Top of Exercise data

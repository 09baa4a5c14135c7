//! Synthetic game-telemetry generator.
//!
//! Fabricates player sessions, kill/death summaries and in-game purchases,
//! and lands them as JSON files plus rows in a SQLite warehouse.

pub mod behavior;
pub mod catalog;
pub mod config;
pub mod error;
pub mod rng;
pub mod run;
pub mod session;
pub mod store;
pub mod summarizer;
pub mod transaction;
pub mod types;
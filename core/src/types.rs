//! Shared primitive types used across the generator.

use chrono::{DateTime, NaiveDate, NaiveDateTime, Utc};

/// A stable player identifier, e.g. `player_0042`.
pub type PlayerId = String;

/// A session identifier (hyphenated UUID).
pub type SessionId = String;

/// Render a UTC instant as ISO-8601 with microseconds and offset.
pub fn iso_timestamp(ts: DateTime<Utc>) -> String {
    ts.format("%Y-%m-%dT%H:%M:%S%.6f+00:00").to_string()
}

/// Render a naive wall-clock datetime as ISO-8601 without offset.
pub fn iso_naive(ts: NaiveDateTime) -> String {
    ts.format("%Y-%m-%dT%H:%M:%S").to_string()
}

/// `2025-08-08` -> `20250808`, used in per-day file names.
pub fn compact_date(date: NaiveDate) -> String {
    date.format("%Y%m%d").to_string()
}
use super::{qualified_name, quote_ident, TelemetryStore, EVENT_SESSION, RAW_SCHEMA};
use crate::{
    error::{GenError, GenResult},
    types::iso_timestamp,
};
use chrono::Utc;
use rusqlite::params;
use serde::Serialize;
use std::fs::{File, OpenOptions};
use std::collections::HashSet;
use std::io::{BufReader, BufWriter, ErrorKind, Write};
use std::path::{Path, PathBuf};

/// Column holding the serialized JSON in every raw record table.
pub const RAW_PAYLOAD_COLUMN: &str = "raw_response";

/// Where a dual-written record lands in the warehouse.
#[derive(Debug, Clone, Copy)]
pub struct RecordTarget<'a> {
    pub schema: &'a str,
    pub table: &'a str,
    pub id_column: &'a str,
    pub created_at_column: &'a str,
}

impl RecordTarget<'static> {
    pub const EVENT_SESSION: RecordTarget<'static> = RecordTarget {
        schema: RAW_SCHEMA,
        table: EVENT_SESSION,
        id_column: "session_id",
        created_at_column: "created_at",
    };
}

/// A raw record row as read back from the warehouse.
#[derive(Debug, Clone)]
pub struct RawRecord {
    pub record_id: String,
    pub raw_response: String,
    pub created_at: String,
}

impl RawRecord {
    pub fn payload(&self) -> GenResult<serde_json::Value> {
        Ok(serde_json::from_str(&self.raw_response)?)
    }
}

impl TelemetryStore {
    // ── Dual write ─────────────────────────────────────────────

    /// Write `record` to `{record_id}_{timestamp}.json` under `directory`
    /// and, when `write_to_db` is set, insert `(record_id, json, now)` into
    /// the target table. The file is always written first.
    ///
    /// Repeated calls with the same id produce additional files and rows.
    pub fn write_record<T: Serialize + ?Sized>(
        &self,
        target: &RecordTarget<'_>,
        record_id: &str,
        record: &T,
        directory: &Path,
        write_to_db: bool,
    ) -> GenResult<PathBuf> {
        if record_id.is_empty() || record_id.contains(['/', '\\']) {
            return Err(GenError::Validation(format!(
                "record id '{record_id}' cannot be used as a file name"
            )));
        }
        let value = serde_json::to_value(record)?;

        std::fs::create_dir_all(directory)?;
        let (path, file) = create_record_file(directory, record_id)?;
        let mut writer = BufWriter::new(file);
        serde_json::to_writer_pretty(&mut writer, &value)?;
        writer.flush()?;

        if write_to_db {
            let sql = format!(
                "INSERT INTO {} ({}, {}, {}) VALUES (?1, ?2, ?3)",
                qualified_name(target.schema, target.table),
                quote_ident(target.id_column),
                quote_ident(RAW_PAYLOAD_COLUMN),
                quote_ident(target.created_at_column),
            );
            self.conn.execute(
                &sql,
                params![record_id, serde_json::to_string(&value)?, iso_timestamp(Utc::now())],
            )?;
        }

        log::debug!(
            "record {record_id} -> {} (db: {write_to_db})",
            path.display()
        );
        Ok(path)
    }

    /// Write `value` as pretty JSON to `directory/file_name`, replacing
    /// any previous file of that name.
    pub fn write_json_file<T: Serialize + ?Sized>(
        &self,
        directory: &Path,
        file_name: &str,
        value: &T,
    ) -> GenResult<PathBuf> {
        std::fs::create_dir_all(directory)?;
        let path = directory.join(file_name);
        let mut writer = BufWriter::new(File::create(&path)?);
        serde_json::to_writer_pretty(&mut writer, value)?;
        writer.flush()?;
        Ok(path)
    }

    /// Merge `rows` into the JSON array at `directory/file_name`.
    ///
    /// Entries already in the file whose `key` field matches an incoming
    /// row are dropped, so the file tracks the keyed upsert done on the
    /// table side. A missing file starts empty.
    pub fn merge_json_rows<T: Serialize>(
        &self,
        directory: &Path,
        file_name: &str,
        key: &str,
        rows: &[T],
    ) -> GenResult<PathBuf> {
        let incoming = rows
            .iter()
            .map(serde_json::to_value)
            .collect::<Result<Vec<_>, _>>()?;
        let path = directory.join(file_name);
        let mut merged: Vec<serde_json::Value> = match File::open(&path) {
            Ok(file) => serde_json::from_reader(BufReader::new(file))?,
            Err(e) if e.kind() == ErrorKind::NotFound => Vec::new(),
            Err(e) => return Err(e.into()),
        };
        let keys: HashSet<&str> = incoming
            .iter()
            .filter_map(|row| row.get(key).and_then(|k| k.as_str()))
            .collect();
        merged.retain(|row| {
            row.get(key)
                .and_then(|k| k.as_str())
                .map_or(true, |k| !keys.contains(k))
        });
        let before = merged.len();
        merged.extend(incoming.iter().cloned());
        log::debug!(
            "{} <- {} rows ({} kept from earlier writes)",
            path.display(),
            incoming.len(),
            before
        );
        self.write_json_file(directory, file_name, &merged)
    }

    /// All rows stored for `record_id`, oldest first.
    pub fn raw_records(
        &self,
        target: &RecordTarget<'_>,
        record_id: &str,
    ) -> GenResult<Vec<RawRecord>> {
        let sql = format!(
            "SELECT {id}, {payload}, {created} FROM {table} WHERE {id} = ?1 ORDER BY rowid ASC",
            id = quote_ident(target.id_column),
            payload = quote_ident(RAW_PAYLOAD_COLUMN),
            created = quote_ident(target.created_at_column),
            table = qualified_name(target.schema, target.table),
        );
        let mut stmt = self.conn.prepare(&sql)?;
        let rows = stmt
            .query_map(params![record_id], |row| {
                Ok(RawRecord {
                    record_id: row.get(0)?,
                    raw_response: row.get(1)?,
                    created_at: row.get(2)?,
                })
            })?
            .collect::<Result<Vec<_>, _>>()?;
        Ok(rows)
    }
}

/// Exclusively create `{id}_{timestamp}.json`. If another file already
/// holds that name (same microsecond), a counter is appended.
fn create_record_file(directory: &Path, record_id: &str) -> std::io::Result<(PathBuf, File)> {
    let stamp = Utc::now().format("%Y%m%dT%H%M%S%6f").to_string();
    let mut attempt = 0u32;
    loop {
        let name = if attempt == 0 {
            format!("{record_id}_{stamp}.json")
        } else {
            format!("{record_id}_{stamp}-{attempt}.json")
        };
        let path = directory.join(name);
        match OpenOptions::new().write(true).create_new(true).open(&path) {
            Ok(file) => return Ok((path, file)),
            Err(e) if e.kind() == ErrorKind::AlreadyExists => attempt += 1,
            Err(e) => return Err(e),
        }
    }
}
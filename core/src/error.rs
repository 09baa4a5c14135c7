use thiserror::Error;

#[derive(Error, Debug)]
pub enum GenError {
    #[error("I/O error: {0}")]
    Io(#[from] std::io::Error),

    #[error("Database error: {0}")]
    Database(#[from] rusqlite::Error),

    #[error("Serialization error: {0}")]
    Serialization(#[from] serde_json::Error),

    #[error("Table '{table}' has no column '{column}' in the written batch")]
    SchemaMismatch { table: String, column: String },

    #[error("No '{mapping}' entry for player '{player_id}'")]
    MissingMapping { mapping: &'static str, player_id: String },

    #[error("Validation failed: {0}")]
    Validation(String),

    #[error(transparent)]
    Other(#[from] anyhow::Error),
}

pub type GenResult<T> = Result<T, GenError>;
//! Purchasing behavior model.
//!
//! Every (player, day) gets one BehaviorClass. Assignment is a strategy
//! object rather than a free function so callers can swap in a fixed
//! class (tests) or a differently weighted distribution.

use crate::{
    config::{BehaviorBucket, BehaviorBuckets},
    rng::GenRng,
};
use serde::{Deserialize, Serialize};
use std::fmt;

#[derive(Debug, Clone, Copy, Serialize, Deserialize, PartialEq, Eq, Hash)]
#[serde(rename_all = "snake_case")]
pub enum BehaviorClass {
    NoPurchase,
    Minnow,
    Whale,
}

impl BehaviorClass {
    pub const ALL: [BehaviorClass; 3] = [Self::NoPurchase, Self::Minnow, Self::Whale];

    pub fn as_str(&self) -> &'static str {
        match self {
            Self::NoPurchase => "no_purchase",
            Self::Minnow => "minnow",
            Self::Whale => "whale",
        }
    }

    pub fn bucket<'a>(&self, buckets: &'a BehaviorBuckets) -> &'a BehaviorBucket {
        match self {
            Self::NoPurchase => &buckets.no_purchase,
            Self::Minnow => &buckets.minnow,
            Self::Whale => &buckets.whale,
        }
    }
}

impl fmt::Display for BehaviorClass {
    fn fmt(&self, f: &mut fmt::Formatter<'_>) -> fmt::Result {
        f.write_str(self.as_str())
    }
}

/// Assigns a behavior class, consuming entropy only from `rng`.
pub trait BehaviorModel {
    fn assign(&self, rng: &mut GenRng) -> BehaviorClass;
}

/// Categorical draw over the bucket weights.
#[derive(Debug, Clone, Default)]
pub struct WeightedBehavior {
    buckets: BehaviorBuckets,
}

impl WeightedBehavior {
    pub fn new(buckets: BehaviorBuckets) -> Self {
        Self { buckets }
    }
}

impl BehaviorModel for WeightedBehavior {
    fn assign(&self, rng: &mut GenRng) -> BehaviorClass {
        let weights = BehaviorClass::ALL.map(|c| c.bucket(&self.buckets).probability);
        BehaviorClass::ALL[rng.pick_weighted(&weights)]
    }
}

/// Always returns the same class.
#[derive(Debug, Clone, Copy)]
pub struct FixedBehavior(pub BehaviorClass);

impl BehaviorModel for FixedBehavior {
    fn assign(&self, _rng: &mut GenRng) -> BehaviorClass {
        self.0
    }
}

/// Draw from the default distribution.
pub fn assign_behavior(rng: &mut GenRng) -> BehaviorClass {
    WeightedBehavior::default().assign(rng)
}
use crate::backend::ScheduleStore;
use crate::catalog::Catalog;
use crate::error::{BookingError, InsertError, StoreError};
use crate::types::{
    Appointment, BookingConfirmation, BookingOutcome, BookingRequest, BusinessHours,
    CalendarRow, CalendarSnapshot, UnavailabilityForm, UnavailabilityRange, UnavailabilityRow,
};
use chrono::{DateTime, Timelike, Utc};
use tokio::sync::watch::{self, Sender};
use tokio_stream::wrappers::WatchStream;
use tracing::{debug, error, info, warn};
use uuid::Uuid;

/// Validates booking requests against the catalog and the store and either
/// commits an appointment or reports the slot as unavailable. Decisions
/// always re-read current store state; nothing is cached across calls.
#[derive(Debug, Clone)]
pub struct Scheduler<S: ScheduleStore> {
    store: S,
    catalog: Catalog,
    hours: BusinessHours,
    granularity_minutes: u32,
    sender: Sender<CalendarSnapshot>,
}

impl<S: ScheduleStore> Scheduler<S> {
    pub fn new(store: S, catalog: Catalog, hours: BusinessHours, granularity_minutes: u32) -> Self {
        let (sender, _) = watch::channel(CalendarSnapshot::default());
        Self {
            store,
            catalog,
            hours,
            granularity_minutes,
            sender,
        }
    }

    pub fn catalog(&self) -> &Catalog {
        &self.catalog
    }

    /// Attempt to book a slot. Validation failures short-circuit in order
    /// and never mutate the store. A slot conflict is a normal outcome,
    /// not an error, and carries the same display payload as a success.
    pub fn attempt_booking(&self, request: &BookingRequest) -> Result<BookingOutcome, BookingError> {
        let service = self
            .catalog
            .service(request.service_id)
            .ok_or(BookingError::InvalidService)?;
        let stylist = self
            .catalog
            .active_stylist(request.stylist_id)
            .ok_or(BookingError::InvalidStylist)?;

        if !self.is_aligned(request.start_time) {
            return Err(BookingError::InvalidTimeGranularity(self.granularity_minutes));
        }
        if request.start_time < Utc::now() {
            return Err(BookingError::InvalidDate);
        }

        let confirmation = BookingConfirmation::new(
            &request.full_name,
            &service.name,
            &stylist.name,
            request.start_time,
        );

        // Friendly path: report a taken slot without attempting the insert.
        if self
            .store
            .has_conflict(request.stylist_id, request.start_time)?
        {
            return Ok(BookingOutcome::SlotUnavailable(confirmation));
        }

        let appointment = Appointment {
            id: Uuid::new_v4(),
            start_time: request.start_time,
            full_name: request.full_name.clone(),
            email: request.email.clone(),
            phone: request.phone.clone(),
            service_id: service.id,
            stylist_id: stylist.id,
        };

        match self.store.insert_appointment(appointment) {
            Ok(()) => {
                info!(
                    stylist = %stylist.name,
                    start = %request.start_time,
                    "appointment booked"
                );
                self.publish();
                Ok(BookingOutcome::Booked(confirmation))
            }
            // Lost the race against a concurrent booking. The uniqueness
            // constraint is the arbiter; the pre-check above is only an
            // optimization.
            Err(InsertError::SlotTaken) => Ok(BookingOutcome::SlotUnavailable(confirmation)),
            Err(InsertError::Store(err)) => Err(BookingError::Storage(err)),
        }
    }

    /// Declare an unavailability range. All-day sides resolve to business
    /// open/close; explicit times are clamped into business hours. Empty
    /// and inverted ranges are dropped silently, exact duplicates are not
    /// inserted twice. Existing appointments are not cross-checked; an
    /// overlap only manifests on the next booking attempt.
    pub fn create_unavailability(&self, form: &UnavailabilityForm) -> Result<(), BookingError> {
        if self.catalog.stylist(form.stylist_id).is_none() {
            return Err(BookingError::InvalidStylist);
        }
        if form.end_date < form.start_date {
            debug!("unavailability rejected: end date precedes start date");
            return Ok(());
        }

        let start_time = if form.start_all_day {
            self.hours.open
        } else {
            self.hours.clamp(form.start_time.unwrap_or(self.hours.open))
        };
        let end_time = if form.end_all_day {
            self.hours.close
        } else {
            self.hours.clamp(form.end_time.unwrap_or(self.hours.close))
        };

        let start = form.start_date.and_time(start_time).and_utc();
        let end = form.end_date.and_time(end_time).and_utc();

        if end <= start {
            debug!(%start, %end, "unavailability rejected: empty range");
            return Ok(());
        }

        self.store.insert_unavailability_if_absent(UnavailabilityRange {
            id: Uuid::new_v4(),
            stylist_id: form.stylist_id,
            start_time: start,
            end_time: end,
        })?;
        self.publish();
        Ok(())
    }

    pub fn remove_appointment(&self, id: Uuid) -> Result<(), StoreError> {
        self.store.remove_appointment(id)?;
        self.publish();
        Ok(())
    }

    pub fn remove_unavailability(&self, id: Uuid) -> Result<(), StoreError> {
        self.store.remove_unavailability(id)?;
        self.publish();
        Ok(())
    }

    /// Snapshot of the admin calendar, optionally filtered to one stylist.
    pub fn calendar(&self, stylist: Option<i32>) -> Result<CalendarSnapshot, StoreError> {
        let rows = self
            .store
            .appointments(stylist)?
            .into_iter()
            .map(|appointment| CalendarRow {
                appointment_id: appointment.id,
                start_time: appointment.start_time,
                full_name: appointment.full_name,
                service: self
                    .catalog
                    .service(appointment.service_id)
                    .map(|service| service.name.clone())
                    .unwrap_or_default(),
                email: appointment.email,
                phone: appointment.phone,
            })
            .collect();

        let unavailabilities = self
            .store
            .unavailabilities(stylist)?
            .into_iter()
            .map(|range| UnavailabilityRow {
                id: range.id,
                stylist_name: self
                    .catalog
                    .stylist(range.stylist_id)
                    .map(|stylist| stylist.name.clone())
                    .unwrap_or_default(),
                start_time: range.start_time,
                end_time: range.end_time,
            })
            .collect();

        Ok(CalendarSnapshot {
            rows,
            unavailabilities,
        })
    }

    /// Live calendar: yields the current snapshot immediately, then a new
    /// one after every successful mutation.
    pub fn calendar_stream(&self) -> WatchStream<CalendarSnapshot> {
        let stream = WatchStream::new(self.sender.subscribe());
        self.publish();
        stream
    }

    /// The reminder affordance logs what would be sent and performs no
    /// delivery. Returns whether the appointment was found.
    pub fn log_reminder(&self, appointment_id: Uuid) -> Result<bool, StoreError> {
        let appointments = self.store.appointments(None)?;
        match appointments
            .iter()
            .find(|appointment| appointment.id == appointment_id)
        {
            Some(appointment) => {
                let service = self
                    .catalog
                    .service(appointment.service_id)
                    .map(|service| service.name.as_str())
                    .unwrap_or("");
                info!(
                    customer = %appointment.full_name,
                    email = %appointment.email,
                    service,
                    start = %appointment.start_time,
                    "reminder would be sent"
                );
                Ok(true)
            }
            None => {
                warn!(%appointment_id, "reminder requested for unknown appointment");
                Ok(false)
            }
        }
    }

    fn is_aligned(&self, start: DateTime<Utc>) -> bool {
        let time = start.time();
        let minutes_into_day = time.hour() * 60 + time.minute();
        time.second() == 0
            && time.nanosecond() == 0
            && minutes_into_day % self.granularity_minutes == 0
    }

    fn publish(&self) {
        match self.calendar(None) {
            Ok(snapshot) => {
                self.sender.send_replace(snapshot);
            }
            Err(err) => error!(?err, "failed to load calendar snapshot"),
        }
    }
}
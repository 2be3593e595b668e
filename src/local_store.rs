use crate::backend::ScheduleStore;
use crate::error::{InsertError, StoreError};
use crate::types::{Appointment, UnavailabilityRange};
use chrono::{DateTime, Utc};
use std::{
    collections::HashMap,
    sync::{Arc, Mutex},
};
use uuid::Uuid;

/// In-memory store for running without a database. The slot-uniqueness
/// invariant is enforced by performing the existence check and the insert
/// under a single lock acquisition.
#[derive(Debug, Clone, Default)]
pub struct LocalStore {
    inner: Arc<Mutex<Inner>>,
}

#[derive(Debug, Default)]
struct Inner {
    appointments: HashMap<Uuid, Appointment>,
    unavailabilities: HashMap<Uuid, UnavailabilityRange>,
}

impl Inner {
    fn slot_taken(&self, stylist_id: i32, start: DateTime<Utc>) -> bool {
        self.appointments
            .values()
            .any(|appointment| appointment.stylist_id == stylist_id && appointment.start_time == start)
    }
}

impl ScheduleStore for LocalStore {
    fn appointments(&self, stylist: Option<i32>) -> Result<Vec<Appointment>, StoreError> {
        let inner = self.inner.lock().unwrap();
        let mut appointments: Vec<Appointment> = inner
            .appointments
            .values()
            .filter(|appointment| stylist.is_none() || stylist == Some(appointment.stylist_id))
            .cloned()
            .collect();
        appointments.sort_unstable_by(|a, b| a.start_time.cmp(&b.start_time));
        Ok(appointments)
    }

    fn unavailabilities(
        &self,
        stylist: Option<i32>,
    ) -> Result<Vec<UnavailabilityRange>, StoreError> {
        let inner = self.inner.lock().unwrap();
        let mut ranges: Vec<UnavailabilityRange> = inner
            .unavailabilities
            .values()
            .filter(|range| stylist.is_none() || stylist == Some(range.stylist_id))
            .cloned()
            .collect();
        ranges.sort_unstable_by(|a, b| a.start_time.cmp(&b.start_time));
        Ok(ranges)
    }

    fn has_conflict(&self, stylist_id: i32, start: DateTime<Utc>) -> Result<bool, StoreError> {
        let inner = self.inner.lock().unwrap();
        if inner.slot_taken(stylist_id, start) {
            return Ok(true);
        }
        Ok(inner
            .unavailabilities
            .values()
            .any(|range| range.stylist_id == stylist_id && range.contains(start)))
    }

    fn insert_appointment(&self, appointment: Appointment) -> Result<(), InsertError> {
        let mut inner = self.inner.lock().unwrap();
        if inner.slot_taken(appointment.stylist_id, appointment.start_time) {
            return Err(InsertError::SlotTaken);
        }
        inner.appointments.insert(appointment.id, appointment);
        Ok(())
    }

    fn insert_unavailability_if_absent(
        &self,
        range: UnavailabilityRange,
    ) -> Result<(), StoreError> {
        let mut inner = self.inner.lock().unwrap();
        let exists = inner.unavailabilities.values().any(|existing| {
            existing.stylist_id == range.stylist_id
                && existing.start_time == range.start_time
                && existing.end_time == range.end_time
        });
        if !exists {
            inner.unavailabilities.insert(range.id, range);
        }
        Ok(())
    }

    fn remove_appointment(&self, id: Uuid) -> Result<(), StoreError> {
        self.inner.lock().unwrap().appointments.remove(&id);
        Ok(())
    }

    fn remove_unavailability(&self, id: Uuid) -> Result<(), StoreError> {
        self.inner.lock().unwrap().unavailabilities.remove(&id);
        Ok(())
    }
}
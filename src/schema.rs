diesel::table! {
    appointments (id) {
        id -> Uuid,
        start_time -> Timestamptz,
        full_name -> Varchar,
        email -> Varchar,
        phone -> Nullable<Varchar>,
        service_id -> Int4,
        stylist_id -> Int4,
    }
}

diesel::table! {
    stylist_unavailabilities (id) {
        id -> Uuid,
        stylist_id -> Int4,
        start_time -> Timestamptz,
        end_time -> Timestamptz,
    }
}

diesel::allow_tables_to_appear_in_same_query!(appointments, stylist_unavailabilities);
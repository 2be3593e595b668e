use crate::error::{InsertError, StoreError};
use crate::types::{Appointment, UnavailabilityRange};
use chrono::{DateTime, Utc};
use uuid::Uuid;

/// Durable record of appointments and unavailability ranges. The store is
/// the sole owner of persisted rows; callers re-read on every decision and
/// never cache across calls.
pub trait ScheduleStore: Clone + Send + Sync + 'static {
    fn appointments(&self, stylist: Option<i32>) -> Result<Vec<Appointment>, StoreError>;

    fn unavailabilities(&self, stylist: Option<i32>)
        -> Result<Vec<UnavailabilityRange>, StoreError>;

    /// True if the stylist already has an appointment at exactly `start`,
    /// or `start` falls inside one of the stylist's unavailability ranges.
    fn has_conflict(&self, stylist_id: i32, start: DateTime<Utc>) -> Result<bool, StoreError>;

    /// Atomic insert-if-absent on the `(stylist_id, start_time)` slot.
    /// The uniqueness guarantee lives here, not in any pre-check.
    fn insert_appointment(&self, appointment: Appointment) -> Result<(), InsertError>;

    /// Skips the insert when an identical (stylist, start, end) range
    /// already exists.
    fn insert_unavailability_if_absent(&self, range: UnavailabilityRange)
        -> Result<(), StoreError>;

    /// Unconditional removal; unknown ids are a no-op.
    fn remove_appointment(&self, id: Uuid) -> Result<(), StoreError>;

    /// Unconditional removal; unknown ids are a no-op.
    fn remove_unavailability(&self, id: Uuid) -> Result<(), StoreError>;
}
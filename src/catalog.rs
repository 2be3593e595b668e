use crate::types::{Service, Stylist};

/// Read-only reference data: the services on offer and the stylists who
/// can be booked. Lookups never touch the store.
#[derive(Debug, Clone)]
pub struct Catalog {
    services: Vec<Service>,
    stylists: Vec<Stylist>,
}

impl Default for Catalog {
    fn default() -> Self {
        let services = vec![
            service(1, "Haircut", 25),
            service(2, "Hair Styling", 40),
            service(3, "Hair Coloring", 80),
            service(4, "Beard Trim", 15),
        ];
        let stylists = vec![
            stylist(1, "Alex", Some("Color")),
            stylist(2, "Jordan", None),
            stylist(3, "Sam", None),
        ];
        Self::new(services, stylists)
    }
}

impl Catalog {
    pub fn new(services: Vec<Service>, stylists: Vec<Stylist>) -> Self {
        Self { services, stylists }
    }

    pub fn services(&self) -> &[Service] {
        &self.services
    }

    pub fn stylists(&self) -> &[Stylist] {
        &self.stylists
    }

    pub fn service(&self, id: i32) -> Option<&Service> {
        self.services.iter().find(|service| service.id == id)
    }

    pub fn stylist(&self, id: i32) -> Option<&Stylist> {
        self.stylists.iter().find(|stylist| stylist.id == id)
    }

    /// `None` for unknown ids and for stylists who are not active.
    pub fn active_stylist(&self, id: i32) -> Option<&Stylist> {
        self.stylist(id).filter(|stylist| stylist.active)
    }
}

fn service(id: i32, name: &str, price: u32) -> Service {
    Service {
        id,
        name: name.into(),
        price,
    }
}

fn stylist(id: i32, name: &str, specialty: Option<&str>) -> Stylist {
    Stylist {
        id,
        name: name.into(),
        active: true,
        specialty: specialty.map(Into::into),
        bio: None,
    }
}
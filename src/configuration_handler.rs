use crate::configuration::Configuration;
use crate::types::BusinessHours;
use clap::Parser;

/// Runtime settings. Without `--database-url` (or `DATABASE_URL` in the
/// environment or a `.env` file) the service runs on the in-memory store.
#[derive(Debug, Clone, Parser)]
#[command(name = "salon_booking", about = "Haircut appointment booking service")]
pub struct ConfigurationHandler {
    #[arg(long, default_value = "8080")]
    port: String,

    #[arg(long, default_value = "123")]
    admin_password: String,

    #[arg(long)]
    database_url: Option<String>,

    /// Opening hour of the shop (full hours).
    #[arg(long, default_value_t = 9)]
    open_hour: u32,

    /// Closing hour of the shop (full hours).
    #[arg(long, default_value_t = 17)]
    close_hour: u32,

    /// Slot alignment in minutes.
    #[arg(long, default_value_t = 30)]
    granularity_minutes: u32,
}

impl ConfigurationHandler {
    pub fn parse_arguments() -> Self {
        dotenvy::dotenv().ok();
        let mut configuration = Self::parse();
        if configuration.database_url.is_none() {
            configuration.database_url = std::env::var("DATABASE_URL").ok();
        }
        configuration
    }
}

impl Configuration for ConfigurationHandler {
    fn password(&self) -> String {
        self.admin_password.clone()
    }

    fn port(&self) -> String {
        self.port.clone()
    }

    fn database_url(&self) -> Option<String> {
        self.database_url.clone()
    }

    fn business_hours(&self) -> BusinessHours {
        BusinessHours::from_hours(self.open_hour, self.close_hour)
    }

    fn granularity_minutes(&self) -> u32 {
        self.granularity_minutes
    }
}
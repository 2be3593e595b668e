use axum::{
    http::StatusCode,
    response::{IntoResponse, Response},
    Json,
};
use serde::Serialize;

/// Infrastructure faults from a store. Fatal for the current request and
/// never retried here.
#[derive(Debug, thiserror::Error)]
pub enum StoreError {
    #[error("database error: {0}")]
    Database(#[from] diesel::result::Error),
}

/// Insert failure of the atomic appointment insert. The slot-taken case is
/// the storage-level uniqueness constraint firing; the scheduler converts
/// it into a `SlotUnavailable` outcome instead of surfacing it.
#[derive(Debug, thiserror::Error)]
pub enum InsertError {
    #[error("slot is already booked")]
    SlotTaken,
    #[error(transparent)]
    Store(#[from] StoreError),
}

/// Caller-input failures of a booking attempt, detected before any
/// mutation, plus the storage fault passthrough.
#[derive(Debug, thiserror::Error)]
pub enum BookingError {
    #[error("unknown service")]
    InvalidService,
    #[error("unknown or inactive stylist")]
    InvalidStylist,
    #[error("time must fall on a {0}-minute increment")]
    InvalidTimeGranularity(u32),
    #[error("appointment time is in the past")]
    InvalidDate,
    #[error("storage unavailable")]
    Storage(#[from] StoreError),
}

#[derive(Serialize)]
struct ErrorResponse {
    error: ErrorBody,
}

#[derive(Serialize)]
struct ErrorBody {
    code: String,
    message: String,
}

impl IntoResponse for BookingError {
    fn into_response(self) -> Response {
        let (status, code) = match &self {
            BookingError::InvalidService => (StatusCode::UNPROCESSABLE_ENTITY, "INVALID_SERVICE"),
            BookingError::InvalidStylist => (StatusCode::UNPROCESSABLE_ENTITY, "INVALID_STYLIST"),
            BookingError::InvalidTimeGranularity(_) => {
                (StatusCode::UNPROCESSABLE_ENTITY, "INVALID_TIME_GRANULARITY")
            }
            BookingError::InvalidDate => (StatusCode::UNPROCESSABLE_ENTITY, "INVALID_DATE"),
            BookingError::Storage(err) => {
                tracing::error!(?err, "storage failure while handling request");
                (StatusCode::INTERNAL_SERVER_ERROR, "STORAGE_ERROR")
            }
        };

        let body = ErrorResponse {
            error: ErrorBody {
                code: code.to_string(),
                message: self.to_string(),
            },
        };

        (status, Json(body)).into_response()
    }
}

Bottom of Exercise data

▶ Exercise details
Every line that includes "UnavailabilityRow" must be copied from the material above.

▶ Output of the task
    CalendarRow, CalendarSnapshot, UnavailabilityForm, UnavailabilityRange, UnavailabilityRow,
            .map(|range| UnavailabilityRow {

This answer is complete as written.